▸ **Problem**: Within the entries below, find the lines that hold "BuiltinError" and report only how many there are.
___ Exercise materials
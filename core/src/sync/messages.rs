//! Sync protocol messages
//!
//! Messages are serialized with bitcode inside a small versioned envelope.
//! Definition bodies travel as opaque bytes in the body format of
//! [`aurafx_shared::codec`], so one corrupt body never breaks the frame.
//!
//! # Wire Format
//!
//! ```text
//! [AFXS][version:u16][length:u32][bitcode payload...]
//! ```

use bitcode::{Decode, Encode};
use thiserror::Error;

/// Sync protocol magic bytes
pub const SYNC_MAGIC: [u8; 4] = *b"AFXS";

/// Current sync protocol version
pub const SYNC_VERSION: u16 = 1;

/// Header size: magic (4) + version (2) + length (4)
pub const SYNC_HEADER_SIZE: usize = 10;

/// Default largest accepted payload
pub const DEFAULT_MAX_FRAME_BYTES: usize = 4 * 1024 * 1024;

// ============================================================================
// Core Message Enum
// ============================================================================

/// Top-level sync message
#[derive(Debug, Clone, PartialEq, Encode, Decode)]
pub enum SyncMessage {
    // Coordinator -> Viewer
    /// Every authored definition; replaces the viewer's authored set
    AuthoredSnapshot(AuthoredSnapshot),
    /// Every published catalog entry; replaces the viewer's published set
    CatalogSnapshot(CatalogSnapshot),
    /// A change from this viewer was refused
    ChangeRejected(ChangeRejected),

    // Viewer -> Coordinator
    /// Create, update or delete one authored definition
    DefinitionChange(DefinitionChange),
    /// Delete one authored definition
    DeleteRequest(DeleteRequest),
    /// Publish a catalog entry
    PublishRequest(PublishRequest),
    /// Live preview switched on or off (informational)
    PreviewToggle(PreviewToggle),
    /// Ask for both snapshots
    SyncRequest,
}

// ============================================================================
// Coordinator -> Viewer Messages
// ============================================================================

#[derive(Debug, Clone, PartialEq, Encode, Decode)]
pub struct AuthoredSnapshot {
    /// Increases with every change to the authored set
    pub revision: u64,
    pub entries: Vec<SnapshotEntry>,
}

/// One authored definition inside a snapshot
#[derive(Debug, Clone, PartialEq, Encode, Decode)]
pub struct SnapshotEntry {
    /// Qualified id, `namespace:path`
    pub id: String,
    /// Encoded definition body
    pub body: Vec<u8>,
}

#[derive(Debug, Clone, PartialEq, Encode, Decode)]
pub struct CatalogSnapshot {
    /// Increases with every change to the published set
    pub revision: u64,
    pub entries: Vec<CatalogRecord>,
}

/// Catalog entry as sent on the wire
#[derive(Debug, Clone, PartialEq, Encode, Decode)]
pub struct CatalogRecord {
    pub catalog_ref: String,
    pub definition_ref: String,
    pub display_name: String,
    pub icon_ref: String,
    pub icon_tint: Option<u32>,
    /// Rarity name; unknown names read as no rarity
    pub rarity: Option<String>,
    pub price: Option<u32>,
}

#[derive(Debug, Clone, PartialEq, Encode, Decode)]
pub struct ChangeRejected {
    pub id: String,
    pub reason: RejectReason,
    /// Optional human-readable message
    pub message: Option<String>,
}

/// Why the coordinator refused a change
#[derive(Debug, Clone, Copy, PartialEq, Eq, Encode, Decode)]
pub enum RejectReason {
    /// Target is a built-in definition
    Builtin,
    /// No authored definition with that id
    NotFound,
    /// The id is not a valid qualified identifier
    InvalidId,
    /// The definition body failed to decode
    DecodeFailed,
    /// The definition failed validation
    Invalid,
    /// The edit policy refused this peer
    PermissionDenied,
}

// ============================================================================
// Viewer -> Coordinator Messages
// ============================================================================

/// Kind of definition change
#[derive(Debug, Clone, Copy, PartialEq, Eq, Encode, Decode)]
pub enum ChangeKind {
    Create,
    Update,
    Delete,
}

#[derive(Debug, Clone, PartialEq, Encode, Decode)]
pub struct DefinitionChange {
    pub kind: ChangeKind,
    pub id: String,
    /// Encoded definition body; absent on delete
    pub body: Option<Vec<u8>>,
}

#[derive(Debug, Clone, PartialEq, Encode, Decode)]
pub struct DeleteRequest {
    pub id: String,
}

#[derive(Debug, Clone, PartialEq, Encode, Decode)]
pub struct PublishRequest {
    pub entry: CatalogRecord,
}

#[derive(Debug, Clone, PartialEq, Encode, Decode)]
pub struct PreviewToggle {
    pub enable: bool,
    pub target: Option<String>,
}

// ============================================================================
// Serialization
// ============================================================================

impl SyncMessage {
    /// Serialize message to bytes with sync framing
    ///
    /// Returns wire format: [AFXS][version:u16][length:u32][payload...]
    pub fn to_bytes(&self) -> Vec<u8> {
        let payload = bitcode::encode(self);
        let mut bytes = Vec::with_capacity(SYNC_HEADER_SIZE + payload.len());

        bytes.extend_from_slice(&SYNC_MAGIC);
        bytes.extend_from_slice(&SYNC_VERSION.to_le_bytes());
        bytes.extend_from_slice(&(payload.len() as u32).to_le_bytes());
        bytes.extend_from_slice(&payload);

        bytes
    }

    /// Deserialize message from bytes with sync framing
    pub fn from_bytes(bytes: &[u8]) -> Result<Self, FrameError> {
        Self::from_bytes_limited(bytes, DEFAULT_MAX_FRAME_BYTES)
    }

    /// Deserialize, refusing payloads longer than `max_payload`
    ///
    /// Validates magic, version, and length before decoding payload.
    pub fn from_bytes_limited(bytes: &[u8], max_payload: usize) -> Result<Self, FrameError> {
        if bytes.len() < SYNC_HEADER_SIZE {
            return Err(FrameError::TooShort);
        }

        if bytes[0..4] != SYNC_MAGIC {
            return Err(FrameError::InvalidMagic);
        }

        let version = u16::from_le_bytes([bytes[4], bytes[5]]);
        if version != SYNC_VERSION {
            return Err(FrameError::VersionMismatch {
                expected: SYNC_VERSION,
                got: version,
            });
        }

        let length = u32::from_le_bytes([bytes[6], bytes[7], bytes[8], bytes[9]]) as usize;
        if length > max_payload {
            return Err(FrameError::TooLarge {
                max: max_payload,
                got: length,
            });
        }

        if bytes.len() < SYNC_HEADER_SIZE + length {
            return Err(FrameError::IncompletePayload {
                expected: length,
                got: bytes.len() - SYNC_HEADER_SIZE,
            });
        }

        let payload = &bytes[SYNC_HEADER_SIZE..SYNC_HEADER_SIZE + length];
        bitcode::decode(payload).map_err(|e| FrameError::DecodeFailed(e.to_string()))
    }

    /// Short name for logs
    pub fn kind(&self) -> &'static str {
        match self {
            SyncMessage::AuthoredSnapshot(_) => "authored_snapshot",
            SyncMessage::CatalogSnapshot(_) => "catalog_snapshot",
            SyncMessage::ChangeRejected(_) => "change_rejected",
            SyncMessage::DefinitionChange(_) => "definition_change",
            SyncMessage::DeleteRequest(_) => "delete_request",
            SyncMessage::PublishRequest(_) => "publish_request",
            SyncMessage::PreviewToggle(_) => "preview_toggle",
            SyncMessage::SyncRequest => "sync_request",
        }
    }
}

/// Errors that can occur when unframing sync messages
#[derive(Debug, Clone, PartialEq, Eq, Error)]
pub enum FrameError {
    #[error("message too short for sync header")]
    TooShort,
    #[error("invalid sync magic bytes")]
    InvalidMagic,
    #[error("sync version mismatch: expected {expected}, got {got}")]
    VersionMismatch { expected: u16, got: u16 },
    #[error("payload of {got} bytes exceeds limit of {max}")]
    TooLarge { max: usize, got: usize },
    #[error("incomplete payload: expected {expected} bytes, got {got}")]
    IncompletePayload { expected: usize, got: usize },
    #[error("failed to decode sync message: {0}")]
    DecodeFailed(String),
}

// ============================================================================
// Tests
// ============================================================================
______
___ Exercise materials
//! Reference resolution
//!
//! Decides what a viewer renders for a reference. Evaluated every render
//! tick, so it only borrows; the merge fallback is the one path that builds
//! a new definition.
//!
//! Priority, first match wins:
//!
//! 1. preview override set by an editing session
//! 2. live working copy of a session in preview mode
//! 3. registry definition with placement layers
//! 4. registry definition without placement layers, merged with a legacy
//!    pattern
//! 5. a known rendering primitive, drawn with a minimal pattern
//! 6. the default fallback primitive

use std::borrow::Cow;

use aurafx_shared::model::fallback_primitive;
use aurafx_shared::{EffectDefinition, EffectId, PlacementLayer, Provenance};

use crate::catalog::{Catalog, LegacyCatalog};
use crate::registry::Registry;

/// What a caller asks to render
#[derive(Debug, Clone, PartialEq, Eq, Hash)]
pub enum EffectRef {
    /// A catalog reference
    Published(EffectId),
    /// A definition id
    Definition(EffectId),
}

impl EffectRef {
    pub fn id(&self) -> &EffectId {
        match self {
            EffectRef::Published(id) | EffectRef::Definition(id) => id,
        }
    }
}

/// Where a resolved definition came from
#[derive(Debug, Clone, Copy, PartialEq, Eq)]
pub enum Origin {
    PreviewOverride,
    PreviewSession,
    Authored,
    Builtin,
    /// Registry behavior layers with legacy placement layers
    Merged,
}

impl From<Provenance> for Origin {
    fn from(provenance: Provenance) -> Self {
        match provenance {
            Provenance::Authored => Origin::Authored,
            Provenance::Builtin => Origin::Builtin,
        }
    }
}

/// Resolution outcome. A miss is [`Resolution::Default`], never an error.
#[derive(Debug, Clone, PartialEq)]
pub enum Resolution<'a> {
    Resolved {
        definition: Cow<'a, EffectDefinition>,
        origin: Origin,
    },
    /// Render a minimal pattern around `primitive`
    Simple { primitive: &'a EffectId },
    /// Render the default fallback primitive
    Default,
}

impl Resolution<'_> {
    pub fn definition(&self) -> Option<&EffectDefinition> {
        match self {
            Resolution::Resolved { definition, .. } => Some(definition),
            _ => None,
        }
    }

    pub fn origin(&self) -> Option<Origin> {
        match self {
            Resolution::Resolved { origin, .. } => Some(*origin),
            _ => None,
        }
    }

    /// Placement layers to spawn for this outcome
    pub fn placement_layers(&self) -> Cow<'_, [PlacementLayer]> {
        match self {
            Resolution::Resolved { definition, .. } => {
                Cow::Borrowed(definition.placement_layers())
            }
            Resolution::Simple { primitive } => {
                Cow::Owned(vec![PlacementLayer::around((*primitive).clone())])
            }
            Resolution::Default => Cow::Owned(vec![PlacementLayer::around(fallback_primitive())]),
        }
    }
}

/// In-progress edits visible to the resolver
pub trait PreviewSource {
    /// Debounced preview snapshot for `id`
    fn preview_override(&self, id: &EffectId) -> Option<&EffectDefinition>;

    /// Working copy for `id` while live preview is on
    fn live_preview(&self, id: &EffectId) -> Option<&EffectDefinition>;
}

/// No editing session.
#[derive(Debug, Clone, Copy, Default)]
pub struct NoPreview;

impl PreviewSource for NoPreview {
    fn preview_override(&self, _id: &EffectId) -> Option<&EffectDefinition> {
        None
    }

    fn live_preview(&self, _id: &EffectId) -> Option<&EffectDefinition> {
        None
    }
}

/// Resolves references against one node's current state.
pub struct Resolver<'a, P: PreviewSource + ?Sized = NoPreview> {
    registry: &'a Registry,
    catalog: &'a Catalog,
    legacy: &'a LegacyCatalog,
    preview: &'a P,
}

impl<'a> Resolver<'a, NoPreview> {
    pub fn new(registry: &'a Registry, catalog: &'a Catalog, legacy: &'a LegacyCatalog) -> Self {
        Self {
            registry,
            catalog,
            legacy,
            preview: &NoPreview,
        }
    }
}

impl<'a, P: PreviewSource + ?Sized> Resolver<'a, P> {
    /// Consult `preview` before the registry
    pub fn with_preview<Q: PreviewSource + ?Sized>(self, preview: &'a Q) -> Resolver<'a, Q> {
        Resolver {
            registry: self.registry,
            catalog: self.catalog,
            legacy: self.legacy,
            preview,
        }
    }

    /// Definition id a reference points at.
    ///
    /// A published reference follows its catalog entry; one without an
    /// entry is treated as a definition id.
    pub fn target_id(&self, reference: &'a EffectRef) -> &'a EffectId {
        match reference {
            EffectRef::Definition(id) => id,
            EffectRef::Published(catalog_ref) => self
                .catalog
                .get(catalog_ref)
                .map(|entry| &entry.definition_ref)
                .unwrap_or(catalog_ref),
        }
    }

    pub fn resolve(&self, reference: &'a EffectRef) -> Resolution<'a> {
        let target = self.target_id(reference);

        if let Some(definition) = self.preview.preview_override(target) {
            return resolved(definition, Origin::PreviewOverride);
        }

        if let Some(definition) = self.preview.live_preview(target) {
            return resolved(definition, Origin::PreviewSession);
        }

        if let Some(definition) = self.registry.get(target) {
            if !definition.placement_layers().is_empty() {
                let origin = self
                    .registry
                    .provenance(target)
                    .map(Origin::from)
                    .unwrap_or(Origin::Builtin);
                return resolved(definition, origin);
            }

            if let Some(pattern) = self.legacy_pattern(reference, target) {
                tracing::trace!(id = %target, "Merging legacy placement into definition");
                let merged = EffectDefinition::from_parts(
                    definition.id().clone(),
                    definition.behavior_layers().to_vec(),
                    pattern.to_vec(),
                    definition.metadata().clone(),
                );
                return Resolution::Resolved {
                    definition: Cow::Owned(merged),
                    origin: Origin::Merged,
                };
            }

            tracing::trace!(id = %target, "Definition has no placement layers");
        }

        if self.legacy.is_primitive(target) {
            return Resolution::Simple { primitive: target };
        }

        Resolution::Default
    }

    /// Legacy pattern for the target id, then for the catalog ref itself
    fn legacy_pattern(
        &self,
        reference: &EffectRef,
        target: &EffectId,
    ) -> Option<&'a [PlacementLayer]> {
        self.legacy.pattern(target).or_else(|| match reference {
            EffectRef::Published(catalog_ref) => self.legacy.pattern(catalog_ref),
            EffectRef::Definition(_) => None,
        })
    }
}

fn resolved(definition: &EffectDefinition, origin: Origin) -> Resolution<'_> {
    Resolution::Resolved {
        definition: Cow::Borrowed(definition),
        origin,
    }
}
______
___ Exercise materials
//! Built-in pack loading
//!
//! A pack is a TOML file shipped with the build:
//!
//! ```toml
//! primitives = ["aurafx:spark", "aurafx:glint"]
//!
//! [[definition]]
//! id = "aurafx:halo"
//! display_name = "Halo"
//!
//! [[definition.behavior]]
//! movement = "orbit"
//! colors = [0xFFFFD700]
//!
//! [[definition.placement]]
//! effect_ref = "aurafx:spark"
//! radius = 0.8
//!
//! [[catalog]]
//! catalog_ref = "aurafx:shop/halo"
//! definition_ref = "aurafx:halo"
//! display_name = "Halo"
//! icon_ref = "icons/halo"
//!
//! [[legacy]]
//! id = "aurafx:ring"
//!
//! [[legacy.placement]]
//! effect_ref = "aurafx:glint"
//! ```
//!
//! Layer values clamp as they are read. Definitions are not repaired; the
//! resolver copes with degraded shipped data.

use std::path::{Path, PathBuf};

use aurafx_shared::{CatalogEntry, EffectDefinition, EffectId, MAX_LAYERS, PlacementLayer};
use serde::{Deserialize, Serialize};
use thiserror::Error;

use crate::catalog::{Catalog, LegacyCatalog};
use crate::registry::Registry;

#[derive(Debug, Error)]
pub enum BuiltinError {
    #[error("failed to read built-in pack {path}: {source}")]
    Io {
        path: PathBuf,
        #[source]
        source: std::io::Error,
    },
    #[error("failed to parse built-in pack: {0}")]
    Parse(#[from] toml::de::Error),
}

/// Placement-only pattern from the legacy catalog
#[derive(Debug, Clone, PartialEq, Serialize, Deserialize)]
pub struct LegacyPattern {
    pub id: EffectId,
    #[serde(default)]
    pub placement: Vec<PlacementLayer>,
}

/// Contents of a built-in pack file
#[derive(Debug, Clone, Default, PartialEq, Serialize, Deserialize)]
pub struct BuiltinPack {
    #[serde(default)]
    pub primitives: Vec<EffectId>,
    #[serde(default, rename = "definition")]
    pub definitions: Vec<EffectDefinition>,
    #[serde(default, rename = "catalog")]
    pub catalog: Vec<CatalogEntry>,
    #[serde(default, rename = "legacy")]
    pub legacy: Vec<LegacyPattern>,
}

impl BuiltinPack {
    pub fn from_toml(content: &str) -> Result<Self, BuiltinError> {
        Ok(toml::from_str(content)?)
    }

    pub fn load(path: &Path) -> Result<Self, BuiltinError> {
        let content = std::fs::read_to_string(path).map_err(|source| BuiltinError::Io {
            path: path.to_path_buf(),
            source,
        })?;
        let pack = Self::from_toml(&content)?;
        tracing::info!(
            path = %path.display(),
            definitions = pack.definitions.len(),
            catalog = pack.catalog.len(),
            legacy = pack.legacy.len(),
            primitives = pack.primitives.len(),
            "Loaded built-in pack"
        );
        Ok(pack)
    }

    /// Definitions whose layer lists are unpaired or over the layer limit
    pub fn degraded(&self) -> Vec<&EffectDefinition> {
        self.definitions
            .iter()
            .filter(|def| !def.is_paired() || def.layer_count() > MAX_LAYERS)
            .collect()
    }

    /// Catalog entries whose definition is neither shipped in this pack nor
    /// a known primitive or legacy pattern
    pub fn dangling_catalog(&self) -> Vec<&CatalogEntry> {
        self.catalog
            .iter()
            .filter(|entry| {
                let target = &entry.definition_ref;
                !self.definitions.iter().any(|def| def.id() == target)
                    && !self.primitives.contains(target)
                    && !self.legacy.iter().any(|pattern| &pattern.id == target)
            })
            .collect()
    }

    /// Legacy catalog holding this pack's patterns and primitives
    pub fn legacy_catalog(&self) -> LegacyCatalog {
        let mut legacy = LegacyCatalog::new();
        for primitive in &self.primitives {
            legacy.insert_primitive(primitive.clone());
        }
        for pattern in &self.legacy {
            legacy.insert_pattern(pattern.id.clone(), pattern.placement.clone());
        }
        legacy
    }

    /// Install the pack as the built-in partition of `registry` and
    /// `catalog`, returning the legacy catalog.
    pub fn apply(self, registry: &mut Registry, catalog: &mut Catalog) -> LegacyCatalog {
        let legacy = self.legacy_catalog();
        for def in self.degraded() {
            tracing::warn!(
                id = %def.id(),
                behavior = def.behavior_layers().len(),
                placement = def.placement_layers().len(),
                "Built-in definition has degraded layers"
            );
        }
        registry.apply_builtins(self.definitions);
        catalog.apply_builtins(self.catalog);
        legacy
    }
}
______
▸ **Reply to the exercise**: 4